Nearly a year ago, the History of Vaccines blog covered the introduction of MenAfriVac (PsA-TT) to the African meningitis belt, an area stretching from Senegal to Ethiopia, where epidemic waves of meningitis occur and can last up to three years. In the largest of these epidemic waves in history, meningitis killed more than 25,000 people from 1996 to 1997. MenAfriVac, a vaccine against the Group A type of meningococci bacteria that causes 80 to 85% of meningitis cases in the African epidemics, was the result of a collaboration between the World Health Organization (WHO) and PATH. The first vaccine developed specifically for use in Africa, it was introduced last year in Burkina Faso, Mali, and Niger, with almost 20 million people aged 1 to 29 (the age range most at risk) being vaccinated.
In June, the History of Vaccines blog noted that all three countries were reporting record lows in confirmed Group A meningitis cases during an epidemic season. PATH now reports that at the close of the epidemic season during the summer, there had not been a single case of Group A meningitis among those who had received the vaccine.
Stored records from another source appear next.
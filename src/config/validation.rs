//! Configuration validation.
//!
//! Serde handles syntax; this module checks values that parse but cannot
//! work (unparseable socket addresses, clashing listeners, blank names).
//! Every problem is reported, not just the first.

use std::net::SocketAddr;

use crate::config::schema::GatewayConfig;

/// A single semantic problem in a loaded configuration.
#[derive(Debug, Clone, PartialEq, Eq, thiserror::Error)]
#[error("{field}: {message}")]
pub struct ValidationError {
    pub field: &'static str,
    pub message: String,
}

impl ValidationError {
    fn new(field: &'static str, message: impl Into<String>) -> Self {
        Self {
            field,
            message: message.into(),
        }
    }
}

/// Check a configuration, collecting every error.
pub fn validate_config(config: &GatewayConfig) -> Result<(), Vec<ValidationError>> {
    let mut errors = Vec::new();

    let listener = check_addr(
        "listener.bind_address",
        &config.listener.bind_address,
        &mut errors,
    );

    if config.admin.enabled {
        let admin = check_addr("admin.bind_address", &config.admin.bind_address, &mut errors);
        if listener.is_some() && listener == admin {
            errors.push(ValidationError::new(
                "admin.bind_address",
                "must differ from listener.bind_address",
            ));
        }
    }

    if config.observability.metrics_enabled {
        check_addr(
            "observability.metrics_address",
            &config.observability.metrics_address,
            &mut errors,
        );
    }

    let k8s = &config.kubernetes;
    for (field, value) in [
        ("kubernetes.context", &k8s.context),
        ("kubernetes.namespace", &k8s.namespace),
        ("kubernetes.ingress_class", &k8s.ingress_class),
    ] {
        if matches!(value, Some(v) if v.trim().is_empty()) {
            errors.push(ValidationError::new(field, "must not be blank when set"));
        }
    }

    if errors.is_empty() {
        Ok(())
    } else {
        Err(errors)
    }
}

fn check_addr(
    field: &'static str,
    value: &str,
    errors: &mut Vec<ValidationError>,
) -> Option<SocketAddr> {
    match value.parse::<SocketAddr>() {
        Ok(addr) => Some(addr),
        Err(e) => {
            errors.push(ValidationError::new(field, format!("'{}': {}", value, e)));
            None
        }
    }
}

#[cfg(test)]
mod tests {
    use super::*;

    #[test]
    fn test_default_config_is_valid() {
        assert!(validate_config(&GatewayConfig::default()).is_ok());
    }

    #[test]
    fn test_collects_all_errors() {
        let mut config = GatewayConfig::default();
        config.listener.bind_address = "not-an-addr".into();
        config.kubernetes.namespace = Some("  ".into());
        config.observability.metrics_enabled = true;
        config.observability.metrics_address = ":9090".into();

        let errors = validate_config(&config).unwrap_err();
        let fields: Vec<_> = errors.iter().map(|e| e.field).collect();
        assert_eq!(
            fields,
            vec![
                "listener.bind_address",
                "observability.metrics_address",
                "kubernetes.namespace"
            ]
        );
    }

    #[test]
    fn test_admin_must_not_share_listener() {
        let mut config = GatewayConfig::default();
        config.admin.enabled = true;
        config.admin.bind_address = config.listener.bind_address.clone();

        let errors = validate_config(&config).unwrap_err();
        assert_eq!(errors.len(), 1);
        assert_eq!(errors[0].field, "admin.bind_address");
    }
}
Now the MenAfriVac vaccine is being introduced to three more African countries: Cameroon, Chad, and Nigeria. Starting in December, the three countries will vaccinate more than 22 million people to protect against epidemic meningitis. PATH also reports that Mali and Niger, now in the final phase of the immunization campaigns started last December, are vaccinating another 14 million people this month.